La mondialisation est ainsi désignée comme responsable de la dégradation des territoires locaux et des terroirs qui, dans une vision nationaliste, sont perçus comme des espaces sacrés à protéger. Dans cette logique, la préservation de l’environnement devient intimement liée à la défense des frontières et à la volonté de protéger les cultures locales contre la menace d’un univers homogénéisé par la mondialisation. «L’immigration massive, l’abandon des traditions et la destruction des petits espaces ruraux, tout cela va de pair, analyse Stéphane François. La droite radicale utilise l’écologie pour justifier une forme de repli sur soi, une politique de frontières fermées et une protection des peuples face à des menaces extérieures», conclut-il.
La cause environnementale s’est éloignée de ses repères traditionnels pour devenir un champ de batailles politiques.
Pour une «écologie intégrale»
Un autre angle révélateur de l’appropriation de l’écologie par l’extrême droite réside dans le concept d’«écologie intégrale». La formule trouve son origine dans l’encyclique du pape François, Laudato si’. «Il y lie la pauvreté aux risques écologiques et s’inquiète des changements climatiques. Le pape y invite les catholiques, mais aussi les non-catholiques, à une conversion écologique», contextualise Stéphane François. Bien qu’à l’origine, ce terme ne soit pas exclusivement associé à des idées conservatrices ou réactionnaires, il est désormais récupéré par certains mouvements de droite radicale pour articuler une vision de l’écologie fondée sur la protection des peuples, des territoires et des valeurs traditionnelles. Ainsi, la formule est désormais souvent utilisée pour promouvoir des idées de protection des valeurs chrétiennes, d’opposition à l’avortement ou encore de refus des acquis féministes, vus comme des conséquences de la mondialisation. «L’extrême droite, ainsi que les mouvements de droite traditionalistes chrétiens puisent ainsi dans ces récits et cette vision de l’écologie intégrale pour dénoncer l’avortement, la gestation pour autrui ou toute emprise sur le corps qui serait notamment poussée par la mondialisation ou le libéralisme. Il faut être attentif aux acteurs mobilisant les notions d’écologie intégrale, met en garde Mathieu Colin. Il faut observer dans quelle mesure le discours est utilisé afin de justifier une perspective identitaire ou ethnonationale; ou pour justifier l’opposition à l’avortement ou s’opposer à l’autonomie des femmes dans le choix et le contrôle de leur propre corps.»

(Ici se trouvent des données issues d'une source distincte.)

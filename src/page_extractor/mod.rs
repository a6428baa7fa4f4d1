//! Page content extraction
//!
//! Rendered HTML is reduced to plain text in three layers: a DOM fold
//! ([`extract_text`]), a normalizer ([`clean`]) and the page-level
//! extractor that removes noise, de-duplicates blocks and enforces a byte
//! budget ([`PageContentExtractor`]).

mod content;
mod dom_text;
mod normalize;
mod page_info;

pub use content::{ExtractorConfig, PageContentExtractor, extract_from_html, truncate_to_budget};
pub use dom_text::extract_text;
pub use normalize::clean;
pub use page_info::PageMeta;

Ce retour aux racines et ce rejet des évolutions sociétales modernes font de l’écologie une arme par laquelle on cherche à lier la protection de l’environnement à la préservation de l’identité. L’écologie devient ainsi un moyen de justifier une politique de repli identitaire, de lutte contre l’urbanisation et de défense des traditions face à une société jugée en crise.
L’appropriation de l’écologie par l’extrême droite révèle que la cause environnementale s’est éloignée de ses repères traditionnels pour devenir un champ de batailles politiques. Entre défense des territoires, exaltation des racines et rejet de la mondialisation, chacun y voit une opportunité de réécrire son propre récit. Reste à savoir si la nature, elle, y trouvera son compte…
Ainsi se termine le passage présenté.